Итак, мы имеем дело со своего рода «гипертекстом, который формируется с опорой сразу на две традиции – “книжную” и фольклорную. Под первой разумеются не только книжные источники (жития, акафисты, минеи и др.) но и иконописные изображения, поскольку при написании иконы опорой в создании образа святого обыкновенно является текст жития» [Иванова-2008, 170].





Вместе с тем вполне очевидно, что календарные приметы, легенды, пересказы житий и вольные интерпретации иконографии хотя и выражают все в совокупности систему представлений о святых и их почитания, но строятся по совершенно разным законам, возникают различными путями и по-разному функционируют. Поэтому мы будем использовать термин народные агиографические нарративы (в более широком значении) или агиографические легенды (в более узком значении – применительно именно к фольклорным легендам о святых) применительно к агиографическим текстам повествовательного характера. Поскольку при пересказе житий, описании личного религиозного опыта и интерпретации иконописных изображений информанты – сознательно или нет – ориентируются на более традиционные тексты легенд, то в отношении этих нарративов можно говорить о некоем единообразии и устойчивости структуры.

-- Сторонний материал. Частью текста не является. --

//! # libthingspeak - ThingSpeak client for IoT devices
//!
//! A `no_std` Rust client that lets any IoT device write measurements to, and
//! read them back from, [ThingSpeak](https://thingspeak.com) channels.
//!
//! ## Features
//!
//! - Single-field and multi-field channel updates, with location, status,
//!   ThingTweet and created-at metadata
//! - Reads of the latest field values as text, float or integer, of the latest
//!   status and timestamp, or of the whole latest entry
//! - Local validation of field numbers and value lengths before anything goes
//!   on the wire
//! - Numeric status codes compatible with the ThingSpeak device libraries
//! - A small blocking HTTP/1.1 client with fixed-size buffers
//! - Transport agnostic: bring your own TCP stack through the
//!   [`network::Connect`] trait
//!
//! ## Usage
//!
//! Add this to your `Cargo.toml`:
//!
//! ```toml
//! [dependencies]
//! libthingspeak = "0.1.0"
//! ```
//!
//! ### Writing a measurement
//!
//! ```rust,no_run
//! use libthingspeak::thingspeak::ThingSpeak;
//! # use libthingspeak::network::{Close, Connect, Connection, Read, Write};
//! # use libthingspeak::network::error::Error;
//! # struct Socket;
//! # impl Connection for Socket {}
//! # impl Read for Socket {
//! #     type Error = Error;
//! #     fn read(&mut self, _buf: &mut [u8]) -> Result<usize, Self::Error> { Ok(0) }
//! # }
//! # impl Write for Socket {
//! #     type Error = Error;
//! #     fn write(&mut self, buf: &[u8]) -> Result<usize, Self::Error> { Ok(buf.len()) }
//! #     fn flush(&mut self) -> Result<(), Self::Error> { Ok(()) }
//! # }
//! # impl Close for Socket {
//! #     type Error = Error;
//! #     fn close(self) -> Result<(), Self::Error> { Ok(()) }
//! # }
//! # struct Stack;
//! # impl Connect for Stack {
//! #     type Connection = Socket;
//! #     type Error = Error;
//! #     fn connect(&mut self, _remote: &str) -> Result<Socket, Error> { Ok(Socket) }
//! # }
//!
//! let mut thingspeak = ThingSpeak::new(Stack);
//!
//! match thingspeak.write_field(31461, 1, 23.5_f32, "XXXXXXXXXXXXXXXX") {
//!     Ok(entry_id) => { /* stored as entry `entry_id` */ }
//!     Err(err) => { let _code = err.code(); /* e.g. -401 when rate limited */ }
//! }
//! ```
//!
//! ## Platform Support
//!
//! This library is designed to work on:
//! - Embedded microcontrollers with a TCP/IP stack (ESP32, RP2040 + WiFi, ...)
//! - Linux-based IoT gateways (Raspberry Pi, etc.)
//! - Any platform supporting Rust's `core` library
//!
//! ## Optional Features
//!
//! - `std`: Enable standard library support (`std::error::Error` impls)
//! - `defmt`: Enable defmt logging and `defmt::Format` for error types

#![cfg_attr(not(feature = "std"), no_std)]
#![deny(missing_docs)]
#![warn(missing_debug_implementations)]

#[macro_use]
mod fmt;

/// Network abstraction layer: transport traits and the HTTP client.
///
/// The platform implements the traits in this module for its TCP stack; the
/// ThingSpeak client builds on top of them.
pub mod network;

/// ThingSpeak channel writes and reads.
pub mod thingspeak;
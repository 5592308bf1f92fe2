//! Errors reported by the ThingSpeak client.
//!
//! Every variant carries the numeric status code used by the ThingSpeak device
//! libraries, so firmware that reports codes upstream (over a serial console, a
//! status LED pattern, an MQTT topic...) stays compatible with existing
//! dashboards. Positive codes are HTTP statuses, negative codes are raised
//! locally.

use crate::network::error::Error as NetworkError;

/// HTTP status of a successful exchange.
pub const OK_SUCCESS: i32 = 200;

/// An error from a ThingSpeak write or read.
#[derive(Debug, Clone, Copy, PartialEq, Eq)]
pub enum Error {
    /// HTTP 400: incorrect API key (or invalid server address).
    BadApiKey,
    /// HTTP 404: incorrect API key (or invalid server address).
    BadUrl,
    /// Any other non-200 HTTP status.
    Http(u16),
    /// Value is out of range or a string is longer than 255 bytes.
    OutOfRange,
    /// Field number is not within 1..=8.
    InvalidField,
    /// `write_fields` was called with nothing set.
    SetFieldNotCalled,
    /// Failed to connect to the server.
    ConnectFailed,
    /// Unexpected failure while talking to the server.
    UnexpectedFail,
    /// The response could not be parsed.
    BadResponse,
    /// Timed out waiting for the server to respond.
    Timeout,
    /// The point was not inserted, most likely because of the rate limit.
    NotInserted,
}

impl Error {
    /// Maps a non-200 HTTP status to an error.
    pub fn from_status(status: u16) -> Self {
        match status {
            400 => Error::BadApiKey,
            404 => Error::BadUrl,
            other => Error::Http(other),
        }
    }

    /// The numeric status code for this error.
    pub fn code(&self) -> i32 {
        match self {
            Error::BadApiKey => 400,
            Error::BadUrl => 404,
            Error::Http(status) => i32::from(*status),
            Error::OutOfRange => -101,
            Error::InvalidField => -201,
            Error::SetFieldNotCalled => -210,
            Error::ConnectFailed => -301,
            Error::UnexpectedFail => -302,
            Error::BadResponse => -303,
            Error::Timeout => -304,
            Error::NotInserted => -401,
        }
    }
}

impl From<NetworkError> for Error {
    fn from(err: NetworkError) -> Self {
        match err {
            NetworkError::Timeout => Error::Timeout,
            NetworkError::ConnectionRefused | NetworkError::InvalidAddress => Error::ConnectFailed,
            NetworkError::ProtocolError | NetworkError::BufferOverflow => Error::BadResponse,
            NetworkError::NotOpen
            | NetworkError::WriteError
            | NetworkError::ReadError
            | NetworkError::ConnectionClosed => Error::UnexpectedFail,
        }
    }
}

impl core::fmt::Display for Error {
    fn fmt(&self, f: &mut core::fmt::Formatter<'_>) -> core::fmt::Result {
        match self {
            Error::BadApiKey => f.write_str("bad API key (HTTP 400)"),
            Error::BadUrl => f.write_str("bad API key or URL (HTTP 404)"),
            Error::Http(status) => write!(f, "unexpected HTTP status {}", status),
            Error::OutOfRange => f.write_str("value out of range or longer than 255 bytes"),
            Error::InvalidField => f.write_str("field number must be 1 to 8"),
            Error::SetFieldNotCalled => f.write_str("no field set before writing"),
            Error::ConnectFailed => f.write_str("failed to connect to ThingSpeak"),
            Error::UnexpectedFail => f.write_str("unexpected failure talking to ThingSpeak"),
            Error::BadResponse => f.write_str("unable to parse response"),
            Error::Timeout => f.write_str("timed out waiting for ThingSpeak"),
            Error::NotInserted => f.write_str("point was not inserted"),
        }
    }
}

#[cfg(feature = "std")]
impl std::error::Error for Error {}

#[cfg(feature = "defmt")]
impl defmt::Format for Error {
    fn format(&self, f: defmt::Formatter) {
        match self {
            Error::BadApiKey => defmt::write!(f, "BadApiKey"),
            Error::BadUrl => defmt::write!(f, "BadUrl"),
            Error::Http(status) => defmt::write!(f, "Http({=u16})", status),
            Error::OutOfRange => defmt::write!(f, "OutOfRange"),
            Error::InvalidField => defmt::write!(f, "InvalidField"),
            Error::SetFieldNotCalled => defmt::write!(f, "SetFieldNotCalled"),
            Error::ConnectFailed => defmt::write!(f, "ConnectFailed"),
            Error::UnexpectedFail => defmt::write!(f, "UnexpectedFail"),
            Error::BadResponse => defmt::write!(f, "BadResponse"),
            Error::Timeout => defmt::write!(f, "Timeout"),
            Error::NotInserted => defmt::write!(f, "NotInserted"),
        }
    }
}
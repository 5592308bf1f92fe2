//! Text form of values written to channel fields.

use super::{Error, FIELD_LENGTH_MAX};
use core::fmt::Write as _;
use heapless::String;

/// Largest magnitude accepted for floating point values. Wider numbers should be
/// formatted by the caller and written as text.
pub const FLOAT_MAGNITUDE_MAX: f64 = 999_999_000_000.0;

/// Fractional digits used when formatting floating point values.
const FLOAT_PRECISION: usize = 5;

/// A validated field value: at most [`FIELD_LENGTH_MAX`] bytes of UTF-8.
#[derive(Debug, Clone, PartialEq, Eq, Default)]
pub struct FieldValue(String<FIELD_LENGTH_MAX>);

impl FieldValue {
    /// The value as sent to the server.
    pub fn as_str(&self) -> &str {
        self.0.as_str()
    }

    /// Length in bytes.
    pub fn len(&self) -> usize {
        self.0.len()
    }

    /// Whether the value is the empty string.
    pub fn is_empty(&self) -> bool {
        self.0.is_empty()
    }
}

impl TryFrom<&str> for FieldValue {
    type Error = Error;

    fn try_from(value: &str) -> Result<Self, Self::Error> {
        String::try_from(value)
            .map(FieldValue)
            .map_err(|_| Error::OutOfRange)
    }
}

macro_rules! integer_field_value {
    ($($ty:ty),+) => {
        $(
            impl TryFrom<$ty> for FieldValue {
                type Error = Error;

                fn try_from(value: $ty) -> Result<Self, Self::Error> {
                    let mut text = String::new();
                    write!(text, "{}", value).map_err(|_| Error::OutOfRange)?;
                    Ok(FieldValue(text))
                }
            }
        )+
    };
}

integer_field_value!(i32, i64, u32);

macro_rules! float_field_value {
    ($($ty:ty),+) => {
        $(
            impl TryFrom<$ty> for FieldValue {
                type Error = Error;

                fn try_from(value: $ty) -> Result<Self, Self::Error> {
                    let mut text = String::new();
                    if value.is_nan() {
                        text.push_str("NaN").map_err(|_| Error::OutOfRange)?;
                    } else if value.is_infinite() {
                        let inf = if value.is_sign_negative() { "-Inf" } else { "Inf" };
                        text.push_str(inf).map_err(|_| Error::OutOfRange)?;
                    } else if !(-FLOAT_MAGNITUDE_MAX..=FLOAT_MAGNITUDE_MAX).contains(&(value as f64)) {
                        return Err(Error::OutOfRange);
                    } else {
                        write!(text, "{:.*}", FLOAT_PRECISION, value).map_err(|_| Error::OutOfRange)?;
                    }
                    Ok(FieldValue(text))
                }
            }
        )+
    };
}

float_field_value!(f32, f64);

/// Checks a free-text value (status, tweet, timestamp...) against the field
/// length limit.
pub(crate) fn check_text(text: &str) -> Result<(), Error> {
    if text.len() > FIELD_LENGTH_MAX {
        return Err(Error::OutOfRange);
    }
    Ok(())
}

/// Parses the float text returned by a field read. `NaN`, `Inf` and `-Inf` are
/// valid results.
pub(crate) fn parse_float(text: &str) -> Result<f32, Error> {
    match text.trim() {
        "NaN" => Ok(f32::NAN),
        "Inf" => Ok(f32::INFINITY),
        "-Inf" => Ok(f32::NEG_INFINITY),
        other => other.parse().map_err(|_| Error::BadResponse),
    }
}

/// Parses the integer text returned by a field read.
pub(crate) fn parse_long(text: &str) -> Result<i64, Error> {
    text.trim().parse().map_err(|_| Error::BadResponse)
}
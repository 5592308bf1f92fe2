//! # ThingSpeak channel client
//!
//! Writes and reads ThingSpeak channel data over the public REST API:
//!
//! - **Writes** are form-encoded `POST /update` requests authenticated with the
//!   channel's write API key. The server answers with the new entry id, or `0`
//!   when it refused the point (usually the rate limit of one update every 15
//!   seconds on free accounts).
//! - **Reads** are `GET /channels/<id>/...` requests, authenticated with the read
//!   API key for private channels.
//!
//! ```rust,no_run
//! use libthingspeak::thingspeak::ThingSpeak;
//! # use libthingspeak::network::{Close, Connect, Connection, Read, Write};
//! # use libthingspeak::network::error::Error;
//! # struct Socket;
//! # impl Connection for Socket {}
//! # impl Read for Socket {
//! #     type Error = Error;
//! #     fn read(&mut self, _buf: &mut [u8]) -> Result<usize, Self::Error> { Ok(0) }
//! # }
//! # impl Write for Socket {
//! #     type Error = Error;
//! #     fn write(&mut self, buf: &[u8]) -> Result<usize, Self::Error> { Ok(buf.len()) }
//! #     fn flush(&mut self) -> Result<(), Self::Error> { Ok(()) }
//! # }
//! # impl Close for Socket {
//! #     type Error = Error;
//! #     fn close(self) -> Result<(), Self::Error> { Ok(()) }
//! # }
//! # struct Stack;
//! # impl Connect for Stack {
//! #     type Connection = Socket;
//! #     type Error = Error;
//! #     fn connect(&mut self, _remote: &str) -> Result<Socket, Error> { Ok(Socket) }
//! # }
//!
//! let mut thingspeak = ThingSpeak::new(Stack);
//!
//! // One field at a time
//! // thingspeak.write_field(31461, 1, 23.5_f32, "WRITE_KEY")?;
//!
//! // Several fields in one update
//! thingspeak.set_field(1, 23.5_f32).unwrap();
//! thingspeak.set_field(2, "open").unwrap();
//! thingspeak.set_status("door sensor ok").unwrap();
//! // let entry_id = thingspeak.write_fields(31461, "WRITE_KEY")?;
//!
//! // let temperature = thingspeak.read_float_field(31461, 1, None)?;
//! ```

pub mod client;
pub mod error;
pub mod json;
pub mod update;
pub mod value;


pub use client::ThingSpeak;
pub use error::{Error, OK_SUCCESS};
pub use json::{FeedEntry, value_by_key};
pub use update::Update;
pub use value::FieldValue;

/// Public ThingSpeak API host.
pub const THINGSPEAK_HOST: &str = "api.thingspeak.com";
/// Plain HTTP port of the API.
pub const THINGSPEAK_PORT: u16 = 80;
/// `User-Agent` sent with every request.
pub const USER_AGENT: &str = concat!("tslib-rs/", env!("CARGO_PKG_VERSION"));
/// Lowest field number in a channel.
pub const FIELD_NUM_MIN: u8 = 1;
/// Highest field number in a channel.
pub const FIELD_NUM_MAX: u8 = 8;
/// Longest value the server stores in a field, in bytes of UTF-8.
pub const FIELD_LENGTH_MAX: usize = 255;

pub(crate) const FIELD_COUNT: usize = FIELD_NUM_MAX as usize;

/// Where and how the client talks to ThingSpeak.
///
/// The defaults point at the public service; self-hosted ThingSpeak-compatible
/// servers only need a different `host` and `port`.
#[derive(Debug, Clone, Copy, PartialEq, Eq)]
pub struct Options<'a> {
    /// Server host name, also sent as the `Host` header.
    pub host: &'a str,
    /// Server TCP port.
    pub port: u16,
    /// `User-Agent` header value.
    pub user_agent: &'a str,
}

impl Default for Options<'static> {
    fn default() -> Self {
        Self {
            host: THINGSPEAK_HOST,
            port: THINGSPEAK_PORT,
            user_agent: USER_AGENT,
        }
    }
}
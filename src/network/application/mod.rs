//! # Application Layer Protocols
//!
//! The ThingSpeak REST API is plain HTTP/1.1, so this layer carries a single
//! protocol: a blocking [`http`] client that works with any type implementing
//! [`Connection`](crate::network::Connection).

/// HTTP client implementation.
///
/// Provides a small HTTP/1.1 client suitable for embedded systems,
/// supporting GET and POST with custom headers.
pub mod http;
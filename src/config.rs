//! Process configuration, loaded once at startup from the environment and
//! passed by reference from there on — no process-wide singleton.

use thiserror::Error;

#[derive(Debug, Error)]
pub enum ConfigError {
    #[error("missing required environment variable {0}")]
    Missing(&'static str),
    #[error("invalid value for {key}: {value}")]
    Invalid { key: &'static str, value: String },
}

#[derive(Debug, Clone)]
pub struct Config {
    /// Connection string for the relational store. Stubbed by
    /// [`crate::repository::Repository`] in this reimplementation; kept so
    /// the shape matches what a real deployment would supply.
    pub database_url: String,
    pub cache_url: Option<String>,
    /// Required — a missing secret is a startup-time `ConfigError::Missing`
    /// rather than a silently-unsigned token later.
    pub jwt_secret: String,
    pub jwt_algorithm: String,
    pub access_token_ttl_minutes: u32,
    pub refresh_token_ttl_days: u32,
    pub file_storage_path: Option<String>,
    pub encryption_key: Option<String>,
    pub cors_origins: Vec<String>,
    pub rust_log: String,
    pub log_format: String,
    pub port: u16,
}

impl Config {
    pub fn from_env() -> Result<Self, ConfigError> {
        let database_url = std::env::var("DATABASE_URL")
            .unwrap_or_else(|_| "memory://in-process".to_string());
        let jwt_secret =
            std::env::var("JWT_SECRET").map_err(|_| ConfigError::Missing("JWT_SECRET"))?;

        let access_token_ttl_minutes = parse_env_or("ACCESS_TOKEN_TTL_MINUTES", 15)?;
        let refresh_token_ttl_days = parse_env_or("REFRESH_TOKEN_TTL_DAYS", 30)?;
        let port = parse_env_or("PORT", 8082)?;

        let cors_origins = std::env::var("CORS_ORIGINS")
            .map(|v| v.split(',').map(|s| s.trim().to_string()).collect())
            .unwrap_or_default();

        Ok(Config {
            database_url,
            cache_url: std::env::var("CACHE_URL").ok(),
            jwt_secret,
            jwt_algorithm: std::env::var("JWT_ALGORITHM").unwrap_or_else(|_| "HS256".to_string()),
            access_token_ttl_minutes,
            refresh_token_ttl_days,
            file_storage_path: std::env::var("FILE_STORAGE_PATH").ok(),
            encryption_key: std::env::var("ENCRYPTION_KEY").ok(),
            cors_origins,
            rust_log: std::env::var("RUST_LOG").unwrap_or_else(|_| "info".to_string()),
            log_format: std::env::var("LOG_FORMAT").unwrap_or_else(|_| "text".to_string()),
            port,
        })
    }
}

fn parse_env_or<T: std::str::FromStr>(key: &'static str, default: T) -> Result<T, ConfigError> {
    match std::env::var(key) {
        Ok(value) => value
            .parse()
            .map_err(|_| ConfigError::Invalid { key, value }),
        Err(_) => Ok(default),
    }
}
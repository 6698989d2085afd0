//! Social-insurance deduction engine: health, care, pension, and employment
//! insurance premiums, each the employee's share of a rate looked up via
//! [`RateBook`].

use chrono::NaiveDate;
use thiserror::Error;

use crate::domain::{Company, InsuranceType};
use crate::error::{ErrorKind, HasErrorKind};
use crate::payroll::rate_book::{RateBook, RateBookError};

#[derive(Debug, Error)]
pub enum InsuranceError {
    #[error(transparent)]
    RateBook(#[from] RateBookError),
}

impl HasErrorKind for InsuranceError {
    fn kind(&self) -> ErrorKind {
        match self {
            InsuranceError::RateBook(e) => e.kind(),
        }
    }
}

/// Health and care insurance amounts for one calculation, plus a note when a
/// rate row was missing.
#[derive(Debug, Clone, Default)]
pub struct HealthInsuranceResult {
    pub health: Option<i64>,
    pub care: Option<i64>,
    pub notes: Vec<String>,
}

pub struct InsuranceEngine;

impl InsuranceEngine {
    pub fn health(
        rate_book: &RateBook,
        company: &Company,
        gross: i64,
        target_date: NaiveDate,
        employee_age: Option<u32>,
    ) -> Result<HealthInsuranceResult, InsuranceError> {
        let prefecture = company.health_insurance_prefecture_or_default();
        let rate = rate_book.find_insurance_rate(
            company.id,
            InsuranceType::Health,
            target_date,
            Some(prefecture),
        )?;

        let mut result = HealthInsuranceResult::default();
        let Some(rate) = rate else {
            tracing::warn!(
                company_id = %company.id,
                prefecture,
                %target_date,
                "health insurance rate miss, omitting line item"
            );
            result
                .notes
                .push(format!("health insurance rate not found for {target_date}"));
            return Ok(result);
        };

        result.health = Some(floor_premium(gross, rate.employee_rate));

        let care_eligible = employee_age.map_or(false, |age| (40..65).contains(&age))
            && company.care_insurance_applicable;
        if care_eligible {
            if let Some(care_rate) = rate.care_insurance_rate {
                result.care = Some(floor_premium(gross, care_rate));
            }
        }
        Ok(result)
    }

    pub fn pension(
        rate_book: &RateBook,
        company_id: uuid::Uuid,
        gross: i64,
        target_date: NaiveDate,
    ) -> Result<Option<i64>, InsuranceError> {
        let rate = rate_book.find_insurance_rate(company_id, InsuranceType::Pension, target_date, None)?;
        Ok(rate.map(|r| floor_premium(gross, r.employee_rate)))
    }

    pub fn employment(
        rate_book: &RateBook,
        company_id: uuid::Uuid,
        gross: i64,
        target_date: NaiveDate,
    ) -> Result<Option<i64>, InsuranceError> {
        let rate =
            rate_book.find_insurance_rate(company_id, InsuranceType::Employment, target_date, None)?;
        Ok(rate.map(|r| floor_premium(gross, r.employee_rate)))
    }
}

fn floor_premium(gross: i64, rate: rust_decimal::Decimal) -> i64 {
    use rust_decimal::prelude::ToPrimitive;
    ((gross as f64) * rate.to_f64().unwrap_or(0.0)).floor() as i64
}

#[cfg(test)]
mod tests {
    use super::*;
    use crate::domain::InsuranceRate;
    use crate::repository::Repository;
    use rust_decimal_macros::dec;
    use uuid::Uuid;

    fn company(id: uuid::Uuid) -> Company {
        Company {
            id,
            name: "テスト株式会社".to_string(),
            name_kana: None,
            address: None,
            representative_name: None,
            legal_number: None,
            closing_day: 20,
            payment_day: 25,
            payment_month_offset: 1,
            health_insurance_prefecture: Some("東京都".to_string()),
            health_insurance_union_name: None,
            care_insurance_applicable: true,
            is_deleted: false,
            created_at: chrono::Utc::now(),
            updated_at: chrono::Utc::now(),
        }
    }

    #[test]
    fn scenario_one_social_insurance_total() {
        let repo = Repository::new();
        let company_id = Uuid::new_v4();
        let target_date = NaiveDate::from_ymd_opt(2024, 5, 1).unwrap();

        for (t, rate) in [
            (InsuranceType::Health, dec!(0.04985)),
            (InsuranceType::Pension, dec!(0.09150)),
            (InsuranceType::Employment, dec!(0.00600)),
        ] {
            repo.insurance_rates.insert(
                Uuid::new_v4(),
                InsuranceRate {
                    id: Uuid::new_v4(),
                    company_id: None,
                    insurance_type: t,
                    prefecture: Some("東京都".to_string()),
                    employee_rate: rate,
                    employer_rate: rate,
                    care_insurance_rate: None,
                    valid_from: NaiveDate::from_ymd_opt(2024, 4, 1).unwrap(),
                    valid_to: None,
                },
            );
        }

        let rate_book = RateBook::new(&repo);
        let gross = 300_000;
        let health =
            InsuranceEngine::health(&rate_book, &company(company_id), gross, target_date, Some(35))
                .unwrap();
        let pension = InsuranceEngine::pension(&rate_book, company_id, gross, target_date).unwrap();
        let employment = InsuranceEngine::employment(&rate_book, company_id, gross, target_date).unwrap();

        assert_eq!(health.health, Some(14_955));
        assert_eq!(health.care, None); // age 35, below the 40-65 band
        assert_eq!(pension, Some(27_450));
        assert_eq!(employment, Some(1_800));
    }
}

Естественно, может возникнуть вопрос: любой ли пересказ жития является народным агиографическим нарративом, и как провести границу между таковым и просто пересказом жития? Ответ на него можно дать опираясь на несколько критериев, важных для фольклорного текста:

1. Существенным критерием «фольклорности» таких нарративов будет их повторяемость: если тексты не просто с одним, но с одинаково переработанным сюжетом, в который внесен ряд значимых изменений, бытуют как устойчивый текст, воспроизводятся многократно разными людьми, – это несомненный повод отнести его к сфере фольклора.

2. Столь же важной оказывается и сама переработка сюжета жития в устных пересказах: если в процессе пересказывания сюжет книжного текста теряет ряд эпизодов, а сохраняются лишь те, которые находят параллели в собственно фольклорных текстах, или элементы самих фольклорных текстов (легенд, быличек, бывальщин, сказок) включаются в такие нарративы, мы тоже можем говорить об их фольклорности (ср. типы легенд, описанные в монографии Ю. Шеваренковой: наряду с агиографическими и этиологическими легендами она выделяет легенды-былички и легенды-предания [Шеваренкова-2004, 41, 57]; о сказочных мотивах в агиографических легендах см., например, [Doble, 327–328]).